▸ **About this exercise**
Scan the listing for the word "FilterCasesByType" and report every line that contains it.

--- The data Enclosed Below ---

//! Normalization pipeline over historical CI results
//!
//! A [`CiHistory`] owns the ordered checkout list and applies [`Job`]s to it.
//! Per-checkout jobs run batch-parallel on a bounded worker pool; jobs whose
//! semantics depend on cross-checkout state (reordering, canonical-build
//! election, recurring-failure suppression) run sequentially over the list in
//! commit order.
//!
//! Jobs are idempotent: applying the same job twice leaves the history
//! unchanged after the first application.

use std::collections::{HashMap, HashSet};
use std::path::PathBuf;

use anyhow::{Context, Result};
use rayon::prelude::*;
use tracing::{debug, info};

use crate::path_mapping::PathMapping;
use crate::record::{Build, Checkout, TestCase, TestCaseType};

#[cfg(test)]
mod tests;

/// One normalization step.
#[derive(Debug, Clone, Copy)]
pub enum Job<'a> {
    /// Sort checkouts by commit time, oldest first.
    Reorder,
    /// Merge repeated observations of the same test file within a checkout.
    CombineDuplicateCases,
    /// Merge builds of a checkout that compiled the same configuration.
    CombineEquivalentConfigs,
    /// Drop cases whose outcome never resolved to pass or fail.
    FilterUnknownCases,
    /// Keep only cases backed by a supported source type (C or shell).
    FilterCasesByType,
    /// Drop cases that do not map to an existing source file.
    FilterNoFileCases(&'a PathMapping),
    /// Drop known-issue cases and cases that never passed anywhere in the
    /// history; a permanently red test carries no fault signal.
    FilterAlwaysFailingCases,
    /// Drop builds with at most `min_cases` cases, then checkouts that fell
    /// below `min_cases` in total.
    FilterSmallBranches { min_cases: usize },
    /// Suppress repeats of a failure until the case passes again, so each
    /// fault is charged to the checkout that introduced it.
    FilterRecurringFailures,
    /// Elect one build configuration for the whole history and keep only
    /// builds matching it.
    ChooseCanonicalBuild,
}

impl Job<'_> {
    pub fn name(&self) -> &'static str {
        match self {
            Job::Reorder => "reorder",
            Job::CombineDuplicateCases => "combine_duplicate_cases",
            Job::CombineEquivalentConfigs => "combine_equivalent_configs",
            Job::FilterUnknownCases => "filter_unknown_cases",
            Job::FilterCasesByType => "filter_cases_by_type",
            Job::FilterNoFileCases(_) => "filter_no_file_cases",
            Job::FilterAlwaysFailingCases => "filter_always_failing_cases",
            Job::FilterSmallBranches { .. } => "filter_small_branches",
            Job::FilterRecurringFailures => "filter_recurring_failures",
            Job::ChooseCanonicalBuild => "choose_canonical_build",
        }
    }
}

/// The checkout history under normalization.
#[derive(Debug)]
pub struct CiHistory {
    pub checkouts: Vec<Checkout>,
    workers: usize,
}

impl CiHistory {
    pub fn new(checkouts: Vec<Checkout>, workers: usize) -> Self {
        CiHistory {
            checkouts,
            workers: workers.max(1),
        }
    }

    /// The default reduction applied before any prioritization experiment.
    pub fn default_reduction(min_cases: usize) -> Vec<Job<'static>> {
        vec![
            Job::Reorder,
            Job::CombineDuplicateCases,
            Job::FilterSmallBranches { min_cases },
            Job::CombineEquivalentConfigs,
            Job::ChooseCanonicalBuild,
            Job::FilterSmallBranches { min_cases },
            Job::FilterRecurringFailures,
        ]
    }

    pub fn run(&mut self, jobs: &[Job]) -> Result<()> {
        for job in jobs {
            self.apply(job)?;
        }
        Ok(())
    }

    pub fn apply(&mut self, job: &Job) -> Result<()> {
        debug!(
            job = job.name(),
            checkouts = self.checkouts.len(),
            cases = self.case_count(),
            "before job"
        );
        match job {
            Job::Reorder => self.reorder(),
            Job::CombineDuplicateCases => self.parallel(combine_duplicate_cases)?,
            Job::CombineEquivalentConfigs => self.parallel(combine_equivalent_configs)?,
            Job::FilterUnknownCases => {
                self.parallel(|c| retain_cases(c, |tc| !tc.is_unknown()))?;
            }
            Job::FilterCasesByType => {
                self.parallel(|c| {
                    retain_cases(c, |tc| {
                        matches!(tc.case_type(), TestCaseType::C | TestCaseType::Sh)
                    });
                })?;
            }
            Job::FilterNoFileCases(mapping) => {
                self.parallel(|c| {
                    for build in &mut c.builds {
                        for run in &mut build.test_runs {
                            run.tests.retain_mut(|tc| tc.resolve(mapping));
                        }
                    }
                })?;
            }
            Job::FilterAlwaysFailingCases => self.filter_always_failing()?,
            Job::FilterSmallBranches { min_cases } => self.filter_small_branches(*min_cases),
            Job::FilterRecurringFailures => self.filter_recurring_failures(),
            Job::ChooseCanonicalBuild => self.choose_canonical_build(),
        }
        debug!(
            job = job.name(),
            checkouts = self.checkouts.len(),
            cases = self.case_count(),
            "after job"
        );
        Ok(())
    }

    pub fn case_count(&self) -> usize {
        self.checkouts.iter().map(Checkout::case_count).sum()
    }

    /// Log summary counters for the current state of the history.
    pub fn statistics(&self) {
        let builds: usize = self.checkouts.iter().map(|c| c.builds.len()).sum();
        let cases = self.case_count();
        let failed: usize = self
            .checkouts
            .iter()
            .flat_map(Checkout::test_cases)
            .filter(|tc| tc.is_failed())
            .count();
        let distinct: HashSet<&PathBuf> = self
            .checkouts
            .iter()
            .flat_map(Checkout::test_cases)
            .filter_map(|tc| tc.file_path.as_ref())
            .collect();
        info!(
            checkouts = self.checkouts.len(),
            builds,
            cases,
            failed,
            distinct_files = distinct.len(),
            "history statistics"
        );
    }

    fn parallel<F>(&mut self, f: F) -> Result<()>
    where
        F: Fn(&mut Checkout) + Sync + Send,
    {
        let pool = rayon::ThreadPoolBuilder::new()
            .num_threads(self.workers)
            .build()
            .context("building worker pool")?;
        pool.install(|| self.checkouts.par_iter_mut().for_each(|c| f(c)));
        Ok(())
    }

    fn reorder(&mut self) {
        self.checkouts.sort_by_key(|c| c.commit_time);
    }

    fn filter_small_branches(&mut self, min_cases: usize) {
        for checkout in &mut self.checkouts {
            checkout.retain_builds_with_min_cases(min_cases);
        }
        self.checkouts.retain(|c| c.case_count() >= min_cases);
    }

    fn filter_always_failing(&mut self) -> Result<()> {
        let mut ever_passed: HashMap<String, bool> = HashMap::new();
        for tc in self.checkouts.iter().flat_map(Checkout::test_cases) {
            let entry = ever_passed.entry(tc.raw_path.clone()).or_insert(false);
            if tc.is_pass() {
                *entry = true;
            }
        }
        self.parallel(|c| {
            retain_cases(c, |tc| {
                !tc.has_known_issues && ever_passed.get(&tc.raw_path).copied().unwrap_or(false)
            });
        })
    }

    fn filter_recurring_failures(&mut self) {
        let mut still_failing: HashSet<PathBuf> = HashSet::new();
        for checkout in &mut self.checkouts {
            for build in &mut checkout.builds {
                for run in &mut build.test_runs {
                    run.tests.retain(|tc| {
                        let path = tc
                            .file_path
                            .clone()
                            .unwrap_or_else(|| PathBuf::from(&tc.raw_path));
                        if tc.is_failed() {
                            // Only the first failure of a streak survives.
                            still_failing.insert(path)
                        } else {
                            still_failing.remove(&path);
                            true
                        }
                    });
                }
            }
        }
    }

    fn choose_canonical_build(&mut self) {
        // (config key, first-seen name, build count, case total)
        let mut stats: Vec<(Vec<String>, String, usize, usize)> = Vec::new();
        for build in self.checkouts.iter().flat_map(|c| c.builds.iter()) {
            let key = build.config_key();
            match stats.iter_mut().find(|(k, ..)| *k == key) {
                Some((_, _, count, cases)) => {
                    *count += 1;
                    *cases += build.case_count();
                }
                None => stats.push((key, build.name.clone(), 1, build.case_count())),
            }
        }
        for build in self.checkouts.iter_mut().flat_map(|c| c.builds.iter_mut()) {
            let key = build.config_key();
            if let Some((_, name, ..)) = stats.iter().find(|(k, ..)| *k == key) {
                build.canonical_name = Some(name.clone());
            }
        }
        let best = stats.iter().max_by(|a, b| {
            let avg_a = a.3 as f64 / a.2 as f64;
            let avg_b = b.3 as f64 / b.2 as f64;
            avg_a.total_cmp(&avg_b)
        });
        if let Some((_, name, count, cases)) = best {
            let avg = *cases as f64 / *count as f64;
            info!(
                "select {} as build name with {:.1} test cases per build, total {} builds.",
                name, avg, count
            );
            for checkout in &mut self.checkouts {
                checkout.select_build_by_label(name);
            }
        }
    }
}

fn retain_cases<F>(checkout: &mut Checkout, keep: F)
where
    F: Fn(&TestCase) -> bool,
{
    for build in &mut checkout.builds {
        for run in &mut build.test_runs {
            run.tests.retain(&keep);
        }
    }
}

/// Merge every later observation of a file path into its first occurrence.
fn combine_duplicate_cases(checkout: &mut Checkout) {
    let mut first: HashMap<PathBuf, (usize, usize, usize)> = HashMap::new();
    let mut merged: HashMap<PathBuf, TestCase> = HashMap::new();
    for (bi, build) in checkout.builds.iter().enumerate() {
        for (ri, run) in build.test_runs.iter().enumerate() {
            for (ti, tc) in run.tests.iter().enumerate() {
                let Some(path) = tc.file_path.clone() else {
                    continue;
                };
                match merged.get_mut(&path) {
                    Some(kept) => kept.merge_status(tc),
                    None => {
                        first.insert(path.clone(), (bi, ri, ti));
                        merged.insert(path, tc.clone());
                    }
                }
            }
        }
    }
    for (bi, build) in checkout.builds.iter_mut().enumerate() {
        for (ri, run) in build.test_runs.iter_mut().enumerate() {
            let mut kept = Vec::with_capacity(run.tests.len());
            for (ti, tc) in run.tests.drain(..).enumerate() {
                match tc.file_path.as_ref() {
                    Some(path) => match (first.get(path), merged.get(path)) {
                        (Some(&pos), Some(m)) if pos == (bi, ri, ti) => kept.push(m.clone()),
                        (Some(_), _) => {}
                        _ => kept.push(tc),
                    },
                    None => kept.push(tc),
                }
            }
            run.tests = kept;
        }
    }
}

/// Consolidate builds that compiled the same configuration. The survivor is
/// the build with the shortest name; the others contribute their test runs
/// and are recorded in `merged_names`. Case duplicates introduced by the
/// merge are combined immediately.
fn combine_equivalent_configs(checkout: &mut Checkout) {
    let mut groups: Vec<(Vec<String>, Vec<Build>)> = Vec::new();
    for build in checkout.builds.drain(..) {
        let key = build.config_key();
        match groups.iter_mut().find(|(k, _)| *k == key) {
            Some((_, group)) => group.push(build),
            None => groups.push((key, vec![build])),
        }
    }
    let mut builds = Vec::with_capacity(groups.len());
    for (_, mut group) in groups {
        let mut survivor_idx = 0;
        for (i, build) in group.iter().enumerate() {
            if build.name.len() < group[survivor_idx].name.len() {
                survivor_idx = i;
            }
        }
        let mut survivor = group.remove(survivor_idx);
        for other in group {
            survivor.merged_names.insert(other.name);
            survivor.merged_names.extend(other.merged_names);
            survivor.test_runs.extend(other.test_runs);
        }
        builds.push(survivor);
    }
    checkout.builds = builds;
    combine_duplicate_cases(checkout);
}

--- End of Enclosed The data ---

▸ **Exercise result**
    FilterCasesByType,
            Job::FilterCasesByType => "filter_cases_by_type",
            Job::FilterCasesByType => {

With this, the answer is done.